Cornell PhD candidate Carol-Rose Little has had a long-standing fascination with languages of other cultures. “I've had an interest in languages since I knew other languages existed in the world,” Little said. “During my undergraduate time (at McGill University), I started working with a community out in Eastern Canada and that's what really opened my eyes to how my love of language can be beneficial to communities that are trying to preserve their language.”
Little went on to earn a master's degree from Cornell’s linguistics department, and now spends her time researching and preserving Ch’ol, a Mayan language spoken by around 220,000 people in Southern Mexico. Little works with speakers to document and analyze its linguistic features by recording, transcribing and translating the language. Little’s research focuses on the structure of Ch’ol grammar and how context affects the interpretation of sentences.
Little attributes the success of her research to the guidance provided by Cornell’s linguistics department.
“I have a great team of advisors. I've been really lucky, they have all been very supportive,” she said. “One of my advisors here, Sarah Murray, does fieldwork on Cheyenne, an Algonquian language in Montana, so she has helped with many fieldwork aspects of my work. I also have an external advisor out of McGill University who was the one who introduced me to the Ch’ol language originally.”

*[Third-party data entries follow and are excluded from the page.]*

impl LinkTable {
    /// Link table of a new workbook: one internal SUPBOOK and an empty
    /// extern sheet list.
    pub fn new(sheet_count: u16) -> Self {
        Self {
            books: vec![ExternalBook::new(SupBookRecord::internal(sheet_count))],
            extern_sheet: ExternSheetRecord::default(),
            names: Vec::new(),
        }
    }

    /// Whether `sid` can start a link table.
    pub fn is_start(sid: u16) -> bool {
        matches!(sid, sid::SUPBOOK | sid::EXTERNSHEET | sid::NAME)
    }

    /// Read SUPBOOK blocks, the EXTERNSHEET records and NAME records.
    pub fn read(rs: &mut RecordStream<'_>) -> XlsResult<Self> {
        let mut books = Vec::new();
        while rs.peek_sid() == Some(sid::SUPBOOK) {
            books.push(ExternalBook::read(rs)?);
        }

        let mut sheets = Vec::new();
        while let Some(Record::ExternSheet(rec)) = rs.peek() {
            sheets.push(rec.clone());
            rs.next();
        }
        if !books.is_empty() && sheets.is_empty() {
            return Err(XlsError::MissingRecord("EXTERNSHEET"));
        }
        if sheets.len() > 1 {
            debug!("combining {} EXTERNSHEET records", sheets.len());
        }

        let mut names = Vec::new();
        while let Some(Record::Name(name)) = rs.peek() {
            names.push(name.clone());
            rs.next();
        }

        Ok(Self {
            books,
            extern_sheet: ExternSheetRecord::combine(sheets),
            names,
        })
    }

    fn internal_book_index(&self) -> Option<usize> {
        self.books.iter().position(|b| b.supbook.is_internal())
    }

    /// Keep the internal SUPBOOK's sheet count current.
    pub fn set_sheet_count(&mut self, sheet_count: u16) {
        if let Some(i) = self.internal_book_index() {
            self.books[i].supbook.kind = SupBookKind::Internal { sheet_count };
        }
    }

    /// Extern sheet index for a sheet of this workbook, adding an entry
    /// when none exists yet.
    pub fn extern_sheet_index(&mut self, sheet: u16) -> u16 {
        let book = match self.internal_book_index() {
            Some(i) => i,
            None => {
                self.books
                    .push(ExternalBook::new(SupBookRecord::internal(sheet + 1)));
                self.books.len() - 1
            },
        } as u16;
        let index = match self.extern_sheet.find(book, sheet, sheet) {
            Some(i) => i,
            None => self.extern_sheet.add(book, sheet, sheet),
        };
        index as u16
    }

    /// First sheet an extern sheet entry points at, if it is a sheet of
    /// this workbook that still exists.
    pub fn sheet_index_from_extern_sheet(&self, extern_sheet: u16) -> Option<u16> {
        let r = self.extern_sheet.refs.get(extern_sheet as usize)?;
        let book = self.books.get(r.supbook_index as usize)?;
        if !book.supbook.is_internal() || r.first_sheet >= NO_SHEET {
            return None;
        }
        Some(r.first_sheet)
    }

    /// Book URL and sheet name of an entry pointing into another workbook.
    pub fn external_sheet(&self, extern_sheet: u16) -> Option<(&str, Option<&str>)> {
        let r = self.extern_sheet_ref(extern_sheet)?;
        match &self.books.get(r.supbook_index as usize)?.supbook.kind {
            SupBookKind::External { url, sheet_names } => Some((
                url.text(),
                sheet_names.get(r.first_sheet as usize).map(|s| s.text()),
            )),
            _ => None,
        }
    }

    pub fn extern_sheet_ref(&self, extern_sheet: u16) -> Option<&ExternSheetRef> {
        self.extern_sheet.refs.get(extern_sheet as usize)
    }

    /// Text of the external name `name_index` (one-based) of the book
    /// behind `extern_sheet`.
    pub fn resolve_name_x_text(&self, extern_sheet: u16, name_index: u16) -> Option<String> {
        let r = self.extern_sheet_ref(extern_sheet)?;
        let book = self.books.get(r.supbook_index as usize)?;
        let i = usize::from(name_index).checked_sub(1)?;
        book.names.get(i).map(|n| n.text().to_string())
    }

    /// `tNameX` token for an external name that is already referenced
    /// through the extern sheet list.
    pub fn name_x_ptg(&self, name: &str) -> Option<Ptg> {
        self.books.iter().enumerate().find_map(|(i, book)| {
            let name_index = book.index_of_name(name)?;
            let extern_sheet = self
                .extern_sheet
                .refs
                .iter()
                .position(|r| r.supbook_index as usize == i)?;
            Some(Ptg::NameX {
                class: OperandClass::Value,
                extern_sheet: extern_sheet as u16,
                name_index: name_index as u16 + 1,
                reserved: 0,
            })
        })
    }

    /// Register an add-in function name and return the `tNameX` token
    /// that calls it.
    pub fn add_add_in_function(&mut self, name: &str) -> Ptg {
        if let Some(ptg) = self.name_x_ptg(name) {
            return ptg;
        }
        let book = match self.books.iter().position(|b| b.supbook.is_add_in()) {
            Some(i) => i,
            None => {
                self.books.push(ExternalBook::new(SupBookRecord::add_in()));
                self.books.len() - 1
            },
        };
        self.books[book]
            .names
            .push(ExternNameRecord::add_in_function(name));
        let name_index = self.books[book].names.len() as u16;
        let book = book as u16;
        let extern_sheet = match self.extern_sheet.find(book, NO_SHEET, NO_SHEET) {
            Some(i) => i,
            None => self.extern_sheet.add(book, NO_SHEET, NO_SHEET),
        };
        Ptg::NameX {
            class: OperandClass::Value,
            extern_sheet: extern_sheet as u16,
            name_index,
            reserved: 0,
        }
    }

    /// Point references to a removed sheet at nothing and shift later
    /// sheets down. Names local to the sheet are dropped.
    pub fn remove_sheet(&mut self, sheet: u16) {
        if let Some(book) = self.internal_book_index() {
            let book = book as u16;
            for r in &mut self.extern_sheet.refs {
                if r.supbook_index != book {
                    continue;
                }
                for index in [&mut r.first_sheet, &mut r.last_sheet] {
                    if *index >= NO_SHEET {
                        continue;
                    }
                    if *index == sheet {
                        *index = DELETED_SHEET;
                    } else if *index > sheet {
                        *index -= 1;
                    }
                }
            }
        }
        // NAME sheet numbers are one-based.
        let local = sheet + 1;
        self.names.retain(|n| n.sheet_index != local);
        for name in &mut self.names {
            if name.sheet_index > local {
                name.sheet_index -= 1;
            }
        }
    }

    pub fn name_count(&self) -> usize {
        self.names.len()
    }

    pub fn name(&self, index: usize) -> Option<&NameRecord> {
        self.names.get(index)
    }

    pub fn name_mut(&mut self, index: usize) -> Option<&mut NameRecord> {
        self.names.get_mut(index)
    }

    pub fn names(&self) -> &[NameRecord] {
        &self.names
    }

    /// Whether another name with the same text (ignoring case) and scope
    /// exists.
    pub fn name_already_exists(&self, name: &NameRecord) -> bool {
        let text = name.name_text();
        self.names.iter().any(|n| {
            !std::ptr::eq(n, name)
                && n.sheet_index == name.sheet_index
                && n.name_text().eq_ignore_ascii_case(&text)
        })
    }

    /// Append a name, returning its zero-based index.
    pub fn add_name(&mut self, name: NameRecord) -> XlsResult<usize> {
        if self.name_already_exists(&name) {
            return Err(XlsError::invalid_argument(format!(
                "name '{}' already exists in this scope",
                name.name_text()
            )));
        }
        self.names.push(name);
        Ok(self.names.len() - 1)
    }

    pub fn remove_name(&mut self, index: usize) -> XlsResult<NameRecord> {
        if index >= self.names.len() {
            return Err(XlsError::invalid_argument(format!(
                "name {} does not exist",
                index
            )));
        }
        Ok(self.names.remove(index))
    }

    /// Index of a name by text. A sheet-local name wins over a global one.
    pub fn find_name(&self, text: &str, sheet: Option<u16>) -> Option<usize> {
        let matches = |n: &NameRecord, scope: u16| {
            n.sheet_index == scope && n.name_text().eq_ignore_ascii_case(text)
        };
        sheet
            .and_then(|s| self.names.iter().position(|n| matches(n, s + 1)))
            .or_else(|| self.names.iter().position(|n| matches(n, 0)))
    }

    /// Built-in name (print area, titles, ...) of a sheet.
    pub fn built_in_name(&self, code: u8, sheet: u16) -> Option<usize> {
        self.names
            .iter()
            .position(|n| n.built_in_code() == Some(code) && n.sheet_index == sheet + 1)
    }

    pub fn remove_built_in_name(&mut self, code: u8, sheet: u16) -> Option<NameRecord> {
        let i = self.built_in_name(code, sheet)?;
        Some(self.names.remove(i))
    }
}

The international travel has proven to be the most difficult aspect of Little’s research. “The biggest challenge of my work is the number of poisonous snakes in Mexico,” Little said jokingly. “The logistics of me getting down there and to the villages is sometimes hard, but once I am there and talking with people, then things go very smoothly.”
This travel to remote communities is a crucial aspect of linguistics research, especially in efforts of language preservation. Little’s Engaged Graduate Student Grant helps fund her travel and the local community’s role in her research.
“The grant plays a huge role in my dissertation, it allows me to include the community in the research process, data collection, analysis and ultimately language preservation.” Little has created two videos about her work.
Recently, Little traveled to Mexico to put on a community workshop sharing her work on the Ch’ol language in collaboration with her international partners there. With the funds from Engaged Cornell, she is planning to put on two additional workshops, one in December and one in January. She also created a video about how to make empanadas, narrated in Ch'ol.
Along with her scientific contributions, Little’s research has social value as it promotes of cultural pride in a language that is not celebrated in local circles, she said.
“In Mexico there is a lot of discrimination against those who speak indigenous languages, so a lot of people feel ashamed to speak those languages,” Little said. “So what is most rewarding to me is seeing people who speak indigenous languages like Ch’ol get excited about speaking their language in all contexts.”
This aspect of Little’s work is reiterated by one of her international collaborators, Morelia Vázquez Martínez. Vázquez is an undergraduate student at the Instituto Tecnológico Superior de Macuspana in Tabasco, Mexico, and a speaker of Ch'ol from one of the communities where Little’s research is focused. Vázquez's role focuses on using ELAN, a linguistics software that records and transcribes language, a crucial aspect of data collection. The research holds special meaning for Vázquez, as she plays an active role in the preservation and documentation of her cultural history.
“I am a Ch'ol speaker, it is my native language," said Vázquez. Personally, I would very much like for people to know the great importance that it has and that it is not lost. Today, many people do not value Ch'ol. This is why doing linguistic projects is really important."